Пия — а за кассой действительно была она — полушёпотом, но задушенным, взволнованным голосом сказала:

— Замолчи.

— Чёрт побери… — выдохнул Лейф и расплатился.

Она взяла деньги, пробила чек и отсчитала сдачу.

— Следующий, — сказала.

Но Лейф не уходил.

Женщина с огромной корзиной в руках нетерпеливо произнесла:

— Проходим, сударь.

Лейф всё ещё не проходил.

Он выглядел полным идиотом с бутербродом, завернутым в тонкую бумагу, в одной руке и монетками сдачи — в другой, а сам смотрел на Пию ослеплённый, словно не верил собственным глазам.

— Господи! — воскликнул он. — Судьба — это сущая пакость.

При всём этом Пия больше так и не подняла глаз, а тянула корзину клиентки мимо Лейфа и с нарастающей поспешностью щёлкала клавишами, пробивая товар.

Женщина, ещё больше раздражаясь тем, что мужчина загородил ей проход, вскрикнула:

— Вы идёте или возвращаетесь?

Лейф пошёл.

Огляделся и сел есть свой бутерброд прямо на мешок с картошкой.

Оттуда он видел Пию напротив. Девушка выглядела растерянной и напуганной: то бросала на него неподвижный взгляд, то с раздражением колотила по клавишам, пробивая очередную покупку.

Лейф понял, что доводит её до исступления, и, доев бутерброд, пошёл в бар выпить пива.

Опершись локтем о стойку, он прекрасно видел всё, что происходило внутри супермаркета. Кассирш было несколько, магазин был полон народа, все двигались, словно марионетки, производя шум, который казался ему знакомым и почти родным — ведь спустя столько времени он снова нашёл Пию.

Она его не видела из‑за ракурса, так что Лейф мог безнаказанно смотреть на неё сколько душа пожелает, и вынужден был признать, что ему это доставляет огромное удовольствие.

Она была прекрасна — и по‑прежнему с той самой влажной, меланхолической выразительностью взгляда. Платья на ней не было видно: поверх него она носила синюю рабочую форменную накидку с белым воротником, застёгивающуюся до самого горла. Это заставило Лейфа перевести взгляд вокруг: все девушки за кассами были одеты так же.

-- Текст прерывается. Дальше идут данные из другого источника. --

//! `BoundedRange`: a cursor over a contiguous, externally owned memory range.
//!
//! The range is described by a base address and a length that is validated once at
//! construction (`1 <= len <= isize::MAX`, and `base + len - 1` does not wrap). All
//! later offset arithmetic is derived from that length, so `end - base`,
//! `cursor - base` and `end - cursor` can never wrap.
//!
//! The cursor is a relative offset in `0..=len`. End-of-range and open/closed are
//! tracked by their own flags rather than by sentinel addresses.

use std::marker::PhantomData;

use coffer_common::{Result, error::Error, verify_arg};

use crate::whence::Whence;

/// A bounded, sequential read/write view over `[base, end]`.
///
/// Reads and writes never touch memory outside the range: a transfer that would cross
/// the end is truncated and reports end-of-range. Seeking never extends the range.
///
/// The lifetime `'a` ties a range built from a slice to that slice's borrow. Ranges
/// built from raw parts carry whatever lifetime the caller picks, and the caller
/// guarantees the memory stays valid for it.
///
/// `BoundedRange` performs no synchronization; concurrent use requires an external lock.
pub struct BoundedRange<'a> {
    /// First byte of the range, null once closed.
    base: *mut u8,
    /// Number of bytes in the range, zero once closed.
    len: usize,
    /// Offset of the next byte to transfer, in `0..=len`.
    cursor: usize,
    eof: bool,
    open: bool,
    _marker: PhantomData<&'a mut [u8]>,
}

impl<'a> BoundedRange<'a> {
    /// Creates a range covering the whole of `bytes`.
    ///
    /// # Errors
    ///
    /// `InvalidArgument` if `bytes` is empty.
    pub fn new(bytes: &'a mut [u8]) -> Result<BoundedRange<'a>> {
        verify_arg!(bytes, !bytes.is_empty());
        // SAFETY: the slice is valid for reads and writes of its length for `'a`, and the
        // mutable borrow is held by the returned range.
        unsafe { Self::from_raw_parts(bytes.as_mut_ptr(), bytes.len()) }
    }

    /// Creates a range of `size` bytes starting at `base`.
    ///
    /// # Errors
    ///
    /// `InvalidArgument` if `base` is null, `size` is zero, `size` exceeds `isize::MAX`,
    /// or the last address `base + size - 1` does not fit in the address space.
    ///
    /// # Safety
    ///
    /// `base..base + size` must be valid for reads and writes for `'a`, and must not
    /// be accessed through any other path while the range is open.
    pub unsafe fn from_raw_parts(base: *mut u8, size: usize) -> Result<BoundedRange<'a>> {
        verify_arg!(base, !base.is_null());
        verify_arg!(size, size > 0);
        verify_arg!(size, size <= isize::MAX as usize);
        verify_arg!(size, (base as usize).checked_add(size - 1).is_some());
        Ok(BoundedRange {
            base,
            len: size,
            cursor: 0,
            eof: false,
            open: true,
            _marker: PhantomData,
        })
    }

    /// Creates a range spanning the inclusive address pair `[base, end]`.
    ///
    /// # Errors
    ///
    /// `InvalidArgument` if `base` is null, `base > end`, or the span does not fit
    /// in `isize::MAX` bytes.
    ///
    /// # Safety
    ///
    /// Same contract as [`BoundedRange::from_raw_parts`] for the span `[base, end]`.
    pub unsafe fn from_raw_bounds(base: *mut u8, end: *mut u8) -> Result<BoundedRange<'a>> {
        verify_arg!(base, !base.is_null());
        verify_arg!(end, (base as usize) <= (end as usize));
        let distance = end as usize - base as usize;
        // `base` is non-null, so `distance <= usize::MAX - 1`.
        debug_assert!(distance < usize::MAX);
        unsafe { Self::from_raw_parts(base, distance + 1) }
    }

    /// Offset of the cursor from the base.
    ///
    /// Once end-of-range has been reached this is the full capacity. Zero when closed.
    #[inline]
    pub fn tell(&self) -> usize {
        if self.eof { self.len } else { self.cursor }
    }

    /// Number of bytes in the range; at least 1 while open, 0 when closed.
    #[inline]
    pub fn capacity(&self) -> usize {
        self.len
    }

    /// Offset of the last byte, `capacity() - 1` (0 when closed).
    #[inline]
    pub fn last_offset(&self) -> usize {
        self.len.saturating_sub(1)
    }

    /// Bytes left between the cursor and the end; 0 when closed or at end-of-range.
    #[inline]
    pub fn remaining(&self) -> usize {
        if !self.open || self.eof {
            0
        } else {
            self.len - self.cursor
        }
    }

    /// True iff a previous read or write exhausted the range. Cleared by a successful seek.
    #[inline]
    pub fn is_eof(&self) -> bool {
        self.eof
    }

    #[inline]
    pub fn is_open(&self) -> bool {
        self.open
    }

    /// Address of the first byte, null when closed.
    #[inline]
    pub fn base(&self) -> *const u8 {
        self.base
    }

    /// Inclusive address of the last byte, null when closed.
    pub fn end(&self) -> *const u8 {
        if self.open {
            self.base.wrapping_add(self.last_offset())
        } else {
            std::ptr::null()
        }
    }

    /// True iff `offset` addresses a byte of the open range.
    pub fn contains_offset(&self, offset: i64) -> bool {
        self.open && offset >= 0 && (offset as u64) < self.len as u64
    }

    /// True iff `ptr` points into `[base, end]` of the open range.
    pub fn contains_address(&self, ptr: *const u8) -> bool {
        if !self.open {
            return false;
        }
        let (start, addr) = (self.base as usize, ptr as usize);
        addr >= start && addr - start < self.len
    }

    /// Checks that `offset` addresses a byte of the range and returns it as `usize`.
    ///
    /// # Errors
    ///
    /// `InvalidArgument` naming the offset and the valid interval.
    pub fn ensure_contains_offset(&self, offset: i64) -> Result<usize> {
        if self.contains_offset(offset) {
            Ok(offset as usize)
        } else {
            Err(Error::invalid_arg(
                "offset",
                format!("{offset} is outside [0, {}]", self.len as i64 - 1),
            ))
        }
    }

    /// Translates a seek request into an absolute offset without moving the cursor.
    ///
    /// The result is not range-checked; see [`BoundedRange::seek`].
    ///
    /// # Errors
    ///
    /// `InvalidArgument` if the target is not representable as `i64`.
    pub fn resolve_seek(&self, whence: Whence, offset: i64) -> Result<i64> {
        // `len <= isize::MAX`, so both anchors fit in i64.
        let anchor = match whence {
            Whence::Start => 0,
            Whence::Current => self.tell() as i64,
            Whence::End => self.last_offset() as i64,
        };
        anchor.checked_add(offset).ok_or_else(|| {
            Error::invalid_arg("offset", format!("{offset} from {whence} overflows"))
        })
    }

    /// Moves the cursor and clears end-of-range. Returns the new offset.
    ///
    /// # Errors
    ///
    /// `InvalidArgument` if the range is closed or the target lies outside
    /// `[0, capacity() - 1]`; the cursor is left untouched in both cases.
    pub fn seek(&mut self, whence: Whence, offset: i64) -> Result<usize> {
        if !self.open {
            return Err(Error::invalid_arg("self", "seek on a closed range"));
        }
        let target = self.resolve_seek(whence, offset)?;
        let target = self.ensure_contains_offset(target)?;
        log::trace!("seek {offset} from {whence}: {} -> {target}", self.tell());
        self.cursor = target;
        self.eof = false;
        Ok(target)
    }

    /// Closes the range by zeroing every field. Repeated calls are harmless.
    ///
    /// The memory itself is not touched or released.
    pub fn close(&mut self) {
        self.base = std::ptr::null_mut();
        self.len = 0;
        self.cursor = 0;
        self.eof = false;
        self.open = false;
    }

    /// Pointer to the byte under the cursor. Only meaningful while `remaining() > 0`.
    #[inline]
    pub(crate) fn cursor_ptr(&self) -> *mut u8 {
        debug_assert!(self.cursor < self.len);
        // SAFETY: `cursor < len` and `base + len - 1` was checked not to wrap.
        unsafe { self.base.add(self.cursor) }
    }

    /// Records a transfer of `n` bytes starting at the cursor.
    pub(crate) fn advance(&mut self, n: usize, exhausted: bool) {
        debug_assert!(n <= self.len - self.cursor);
        if exhausted {
            self.cursor = self.len;
            self.eof = true;
        } else {
            self.cursor += n;
        }
    }
}

// SAFETY: a `BoundedRange` is an exclusive view of its memory, comparable to
// `&'a mut [u8]`, and every mutating operation takes `&mut self`.
unsafe impl Send for BoundedRange<'_> {}

impl std::fmt::Debug for BoundedRange<'_> {
    fn fmt(&self, f: &mut std::fmt::Formatter<'_>) -> std::fmt::Result {
        f.debug_struct("BoundedRange")
            .field("base", &self.base)
            .field("end", &self.end())
            .field("cursor", &self.cursor)
            .field("eof", &self.eof)
            .field("open", &self.open)
            .finish()
    }
}

impl std::fmt::Display for BoundedRange<'_> {
    fn fmt(&self, f: &mut std::fmt::Formatter<'_>) -> std::fmt::Result {
        if !self.open {
            return f.write_str("[closed]");
        }
        write!(f, "[{:p}..={:p}] @{}/{}", self.base, self.end(), self.tell(), self.len)?;
        if self.eof {
            f.write_str(" eof")?;
        }
        Ok(())
    }
}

Он решил вернуться в редакцию и прийти снова к часу закрытия, чтобы подстеречь Пию у двери.

На этот раз она от него не уйдёт. Пия слишком сильно действовала на его чувства и на его нервы. Почему — он и сам толком не знал, но было ясно: эта девушка не проходит через его жизнь так, как проходили прочие женщины. Ему и в голову не приходило, что Пия могла бы стать мимолётным приключением. Он не отрицал, что это может быть и приключение, но такое, которое способно вылиться во что‑то очень серьёзное — во взаимную привязанность, даже в брак.

К часу закрытия магазина Лейф переговорил с коллегами и сказал, что до ночи в контору не вернётся: новость, мол, надо искать, как ищут себе пропитание, и если за ней не гоняться, она сама, особенно интересная, к тебе на своих ногах не заявится. Его уже знали и понимали, что за видимой легкомысленностью стоит человек основательный, так что никто и слова не сказал. Лейф на лету подхватил свою дублёнку, повесил кожаную куртку и так, в дублёнке, вышел на улицу, надвинув на лоб клетчатую кепку.

Пересёк тротуар, затем улицу, потом ещё один тротуар и занял позицию у двери, через которую, без сомнения, должны были выходить служащие.

Он упёр одну ногу в стену, набил трубку и закурил, готовясь ждать.

Едва он успел выкурить трубку, как начали выходить сотрудники; двери по одной закрывались, и открытой оставалась лишь та, через которую, как он был уверен, должна была появиться Пия, если только не испарится в воздухе.

Он увидел, как она вышла.

На ней был плащ‑тренч поверх шерстяного свитера с высоким горлом, который казался ручной вязки, и тёмная юбка. На ногах — сапоги, голову частично прикрывал коричневый вязаный шерстяной берет. Из‑под него выбивались локоны натуральных светлых волос.

— Пия! — окликнул он.

Она не выглядела удивлённой.

Наверняка предполагала, что он её поджидает.

— Ну что ты скажешь теперь, Пия? Не говори, что судьба с нами не играет, что эти встречи, когда я уже почти успел тебя забыть, не подстроены, не навязаны какой‑то особой феей, которая во что бы то ни стало сводит нас вдвоём.

Пия промолчала.

Она и не пыталась убежать. Смотрела на него своим неподвижным, печальным взглядом, вызывая у Лейфа странное ощущение — смесь умиления, желания защитить и восхищения.

Вдруг он резко взял её под локоть и пошёл с ней по тротуару вниз.

— Я провожу тебя домой. Что берём — метро или автобус, такси?

— А если я попрошу оставить меня одну… — тихо произнесла она.